There's so much to say that I don't know where, or if, I'll begin. For now, I'll just say this: one of the most haunting, original, and brilliant noveThere's so much to say that I don't know where, or if, I'll begin. For now, I'll just say this: one of the most haunting, original, and brilliant novels I've ever read.
*
"We were not meant for this world. Let us go home." -- a quotation from the only pages of Station Eleven we see.
Also, the marker that reminds me that, although I cried along the way, this is one of the only books that concluded with me bursting dramatically into tears.

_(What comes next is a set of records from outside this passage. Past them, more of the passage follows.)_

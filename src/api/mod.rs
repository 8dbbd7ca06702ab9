pub mod client;
pub mod endpoints;
pub mod models;

pub use client::{StatsSource, ToxicApiClient};
pub use endpoints::Resource;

Station Eleven moved me more deeply and intensely than any book has, perhaps ever. Emily St John Mandel has created a book that now, after reading it, I will always think about the following things differently: aeroplanes, airports, smartphones, phone lines, and flu.

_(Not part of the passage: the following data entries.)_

use std::collections::HashMap;
use std::sync::Mutex;

use approx::assert_relative_eq;
use toxic_stats::analysis::champion_classes::ChampionClass;
use toxic_stats::analysis::rating::Trend;
use toxic_stats::api::{Resource, StatsSource};
use toxic_stats::model::Side;
use toxic_stats::{AppError, ToxicDataService};

const STATS: &str = r#"{
    "players": [
        {
            "name": "Alice",
            "wins": 20,
            "losses": 12,
            "champions": {
                "Lux": {"name": "Lux", "wins": 8, "losses": 2, "winPercentage": 80, "totalGames": 10},
                "Garen": {"name": "Garen", "wins": 2, "losses": 4, "winPercentage": 33.3, "totalGames": 6}
            },
            "teammates": {
                "Bob": {"name": "Bob", "wins": 5, "losses": 3, "winPercentage": 62.5, "totalGames": 8}
            },
            "opponents": {}
        },
        {"name": "Bob", "wins": 3, "losses": 4}
    ],
    "champions": {
        "Lux": {"name": "Lux", "wins": 12, "losses": 8, "winPercentage": 60, "totalGames": 20},
        "Garen": {"name": "Garen", "wins": 6, "losses": 6, "winPercentage": 50, "totalGames": 12},
        "Teemo": {"name": "Teemo", "wins": 1, "losses": 0, "winPercentage": 100, "totalGames": 1}
    }
}"#;

const PLACEMENT: &str = r#"{"mmr": {"Alice": 1587.6}}"#;

const TRUESKILL: &str = r#"{"ALICE": {"rating": 27.25}, "bob": {"rating": 19.5}}"#;

const MATCHES: &str = r#"{"matches": [
    {
        "id": 1,
        "team1": {
            "players": [
                {"name": "Alice", "champion": "Lux"},
                {"name": "p2", "champion": "Ahri"},
                {"name": "p3", "champion": "Jinx"},
                {"name": "p4", "champion": "Leona"},
                {"name": "p5", "champion": "Darius"}
            ],
            "bans": ["Zed", "Yasuo", "Teemo", "Yuumi", "Draven"]
        },
        "team2": {
            "players": [
                {"name": "Bob", "champion": "Garen"},
                {"name": "p7", "champion": "Annie"},
                {"name": "p8", "champion": "Ezreal"},
                {"name": "p9", "champion": "Thresh"},
                {"name": "p10", "champion": "Vi"}
            ],
            "bans": ["Ahri", "Yasuo", "Master Yi", "Shaco", "Singed"]
        },
        "winner": "Team 1"
    },
    {
        "id": 2,
        "team1": {
            "players": [
                {"name": "Bob", "champion": "Lux"},
                {"name": "p2", "champion": "Sona"},
                {"name": "p3", "champion": "Ashe"},
                {"name": "p4", "champion": "Nami"},
                {"name": "p5", "champion": "Sett"}
            ],
            "bans": ["Zed", "Yasuo", "Garen", "Yuumi", "Draven"]
        },
        "team2": {
            "players": [
                {"name": "alice", "champion": "Ahri"},
                {"name": "p7", "champion": "Annie"},
                {"name": "p8", "champion": "Ezreal"},
                {"name": "p9", "champion": "Thresh"},
                {"name": "p10", "champion": "Vi"}
            ],
            "bans": ["Jinx", "Yasuo", "Master Yi", "Shaco", "Singed"]
        },
        "winner": "Team 1"
    }
]}"#;

const MMR_PER_MATCH: &str = r#"[
    {"gameId": 1, "mmr": {"Alice": 1570.0, "Bob": 1490.0}},
    {"gameId": 2, "mmr": {"Alice": 1587.6, "Bob": 1502.0}}
]"#;

/// Serves canned payloads and records every request it sees.
#[derive(Default)]
struct FakeSource {
    failing: Vec<Resource>,
    overrides: HashMap<Resource, String>,
    calls: Mutex<HashMap<(Resource, Option<u32>), usize>>,
}

impl FakeSource {
    fn failing(resources: &[Resource]) -> Self {
        FakeSource {
            failing: resources.to_vec(),
            ..Default::default()
        }
    }

    fn serving(resource: Resource, body: &str) -> Self {
        FakeSource {
            overrides: HashMap::from([(resource, body.to_string())]),
            ..Default::default()
        }
    }

    fn calls(&self, resource: Resource, season: Option<u32>) -> usize {
        self.calls
            .lock()
            .unwrap()
            .get(&(resource, season))
            .copied()
            .unwrap_or(0)
    }
}

impl StatsSource for FakeSource {
    fn fetch(&self, resource: Resource, season: Option<u32>) -> Result<String, AppError> {
        *self
            .calls
            .lock()
            .unwrap()
            .entry((resource, season))
            .or_default() += 1;

        if self.failing.contains(&resource) {
            return Err(AppError::HttpError(format!("/{} returned status 500", resource)));
        }

        if let Some(body) = self.overrides.get(&resource) {
            return Ok(body.clone());
        }

        let body = match resource {
            Resource::Stats => STATS,
            Resource::Placement => PLACEMENT,
            Resource::TrueSkill => TRUESKILL,
            Resource::Matches => MATCHES,
            Resource::MmrPerMatch => MMR_PER_MATCH,
        };
        Ok(body.to_string())
    }
}

#[test]
fn players_merge_all_three_sources() {
    let service = ToxicDataService::new(FakeSource::default());
    let players = service.players(None).unwrap();

    assert_eq!(players.len(), 2);
    let alice = &players[0];
    assert_eq!(alice.name, "Alice");
    assert_eq!(alice.rating, Some(1587.6));
    assert_relative_eq!(alice.secondary_rating, 27.25);
    assert_eq!(alice.champions.len(), 2);
    assert_eq!(alice.teammates["Bob"].wins, 5);

    let bob = &players[1];
    assert_eq!(bob.rating, None);
    assert_relative_eq!(bob.secondary_rating, 19.5);
    assert!(bob.champions.is_empty());
}

#[test]
fn cached_payloads_are_reused() {
    let service = ToxicDataService::new(FakeSource::default());
    service.players(None).unwrap();
    service.player("Alice", None).unwrap();

    let source = service.source();
    assert_eq!(source.calls(Resource::Stats, None), 1);
    assert_eq!(source.calls(Resource::Placement, None), 1);
    assert_eq!(source.calls(Resource::TrueSkill, None), 1);
}

#[test]
fn seasons_are_fetched_separately() {
    let service = ToxicDataService::new(FakeSource::default());
    service.players(Some(2)).unwrap();
    service.players(None).unwrap();

    let source = service.source();
    assert_eq!(source.calls(Resource::Stats, Some(2)), 1);
    assert_eq!(source.calls(Resource::Stats, None), 1);
}

#[test]
fn one_failed_input_fails_the_whole_query() {
    let service = ToxicDataService::new(FakeSource::failing(&[Resource::TrueSkill]));

    let err = service.players(None).unwrap_err();
    assert!(matches!(err, AppError::HttpError(_)));
    assert!(service.player("Alice", None).is_err());
    // queries that do not need the failing resource still work
    assert_eq!(service.match_history(None).unwrap().len(), 2);
}

#[test]
fn failed_fetches_are_retried_on_next_query() {
    let service = ToxicDataService::new(FakeSource::failing(&[Resource::Matches]));
    assert!(service.champions(None).is_err());
    assert!(service.champions(None).is_err());
    assert_eq!(service.source().calls(Resource::Matches, None), 2);
}

#[test]
fn season_zero_shares_the_all_time_cache() {
    let service = ToxicDataService::new(FakeSource::default());
    service.players(Some(0)).unwrap();
    service.players(None).unwrap();

    let source = service.source();
    assert_eq!(source.calls(Resource::Stats, None), 1);
    assert_eq!(source.calls(Resource::Stats, Some(0)), 0);
}

#[test]
fn unrated_trueskill_entry_does_not_fail_players() {
    let source = FakeSource::serving(
        Resource::TrueSkill,
        r#"{"Alice": {"rating": 27.5}, "Bob": {"mu": 25.0, "sigma": 8.3}}"#,
    );
    let service = ToxicDataService::new(source);
    let players = service.players(None).unwrap();

    assert_relative_eq!(players[0].secondary_rating, 27.5);
    assert_relative_eq!(players[1].secondary_rating, 0.0);
}

#[test]
fn broken_match_record_is_dropped_not_fatal() {
    let body = MATCHES.replacen(r#""winner": "Team 1""#, r#""winner": null"#, 1);
    let service = ToxicDataService::new(FakeSource::serving(Resource::Matches, &body));

    let matches = service.match_history(None).unwrap();
    assert_eq!(matches.len(), 1);
    assert_eq!(matches[0].id, "2");

    // Lux is only counted from the surviving match: 1 pick over 2 team slots
    let champions = service.champions(None).unwrap();
    assert_relative_eq!(champions["Lux"].pick_percentage.unwrap(), 50.0);
}

#[test]
fn single_player_lookup() {
    let service = ToxicDataService::new(FakeSource::default());

    let alice = service.player("Alice", None).unwrap().unwrap();
    assert_eq!(alice.rating, Some(1588.0));
    assert_eq!(alice.total_games(), 32);

    assert!(service.player("Nobody", None).unwrap().is_none());
}

#[test]
fn champions_carry_pick_and_ban_rates() {
    let service = ToxicDataService::new(FakeSource::default());
    let champions = service.champions(None).unwrap();

    // Lux: picked in both matches, 4 team slots
    let lux = &champions["Lux"];
    assert_relative_eq!(lux.pick_percentage.unwrap(), 50.0);
    assert_relative_eq!(lux.ban_percentage.unwrap(), 0.0);

    // Garen: picked once, banned once
    let garen = &champions["Garen"];
    assert_relative_eq!(garen.pick_percentage.unwrap(), 25.0);
    assert_relative_eq!(garen.ban_percentage.unwrap(), 25.0);

    // Teemo: banned once, never picked
    let teemo = &champions["Teemo"];
    assert_relative_eq!(teemo.pick_percentage.unwrap(), 0.0);
    assert_relative_eq!(teemo.ban_percentage.unwrap(), 25.0);
}

#[test]
fn single_champion_lookup_includes_history() {
    let service = ToxicDataService::new(FakeSource::default());

    let garen = service.champion("Garen", None).unwrap().unwrap();
    assert_eq!(garen.pick_ban_history.len(), 2);
    assert_relative_eq!(garen.pick_ban_history[0].pick, 50.0);
    assert_relative_eq!(garen.pick_ban_history[1].pick, 25.0);

    assert!(service.champion("Zed", None).unwrap().is_none());
}

#[test]
fn match_history_is_normalized() {
    let service = ToxicDataService::new(FakeSource::default());
    let matches = service.match_history(None).unwrap();

    assert_eq!(matches[0].id, "1");
    assert_eq!(matches[0].winner, Side::Team1);
    for m in &matches {
        assert_eq!(m.team1.players.len(), 5);
        assert_eq!(m.team2.bans.len(), 5);
    }

    let second = service.find_match("2", None).unwrap().unwrap();
    assert_eq!(second.side_of("ALICE"), Some(Side::Team2));
    assert!(service.find_match("99", None).unwrap().is_none());
}

#[test]
fn leaderboard_combines_ratings_and_trends() {
    let service = ToxicDataService::new(FakeSource::default());
    let rows = service.leaderboard(None).unwrap();

    assert_eq!(rows.len(), 2);
    assert_eq!(rows[0].name, "Alice");
    assert_eq!(rows[0].spr, 1588);
    assert_eq!(rows[0].trend, Trend::Change(18));
    assert!(rows[0].ranked);

    // Bob has 7 games: no SPR and no trend yet
    assert_eq!(rows[1].spr, 0);
    assert_eq!(rows[1].trend, Trend::Ineligible);
}

#[test]
fn class_win_rates_for_player() {
    let service = ToxicDataService::new(FakeSource::default());
    let rates = service.player_class_win_rates("Alice", None).unwrap().unwrap();

    assert_eq!(rates[&ChampionClass::Burst].wins, 8);
    assert_eq!(rates[&ChampionClass::Artillery].wins, 8);
    assert_eq!(rates[&ChampionClass::Juggernaut].losses, 4);
    assert!(service.player_class_win_rates("Nobody", None).unwrap().is_none());
}

#[test]
fn merging_is_repeatable() {
    let service = ToxicDataService::new(FakeSource::default());

    let first = serde_json::to_string(&service.players(None).unwrap()).unwrap();
    let second = serde_json::to_string(&service.players(None).unwrap()).unwrap();
    assert_eq!(first, second);

    let first = serde_json::to_string(&service.champions(None).unwrap()).unwrap();
    let second = serde_json::to_string(&service.champions(None).unwrap()).unwrap();
    assert_eq!(first, second);
}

This book also convinced me that I was getting flu for the first time in my life. A public safety warning for anyone who hasn't read it.
I put off reading it for so long because I was convinced it would be a plucky survivor's story set in a post-apocalyptic world. It's not, it's really not. In fact, it's not to the point where, if I'm assessing it critically, I did feel that it could surprisingly have done with more of it (!); I'd prefer to have read a chapter about V's escape from Connecticut on a bicycle, or Javeen's future wife, Daria, and the staff of McKinley Stevenson Davis, who survive simply because they had the luck to go out of town to a team building camp in the middle of nowhere. I loathe team building events, and the book maybe made me rethink that, too.
(No, but seriously. Would it be better to survive with your workmates? At least you have some semblance of community and a support system, unlike swathes of the population like Kirsten, whose family disappears except for her brother, who dies by cutting himself on a needle and joins a feral gang. Or worse? You lose your family - I mean, there's a chance they are among the 0.4% of the world's population still living, but that's extremely unlikely and, even so, you will never see them again - and instead you're stuck with a bunch of people that you probably don't like and were thrown together by chance.)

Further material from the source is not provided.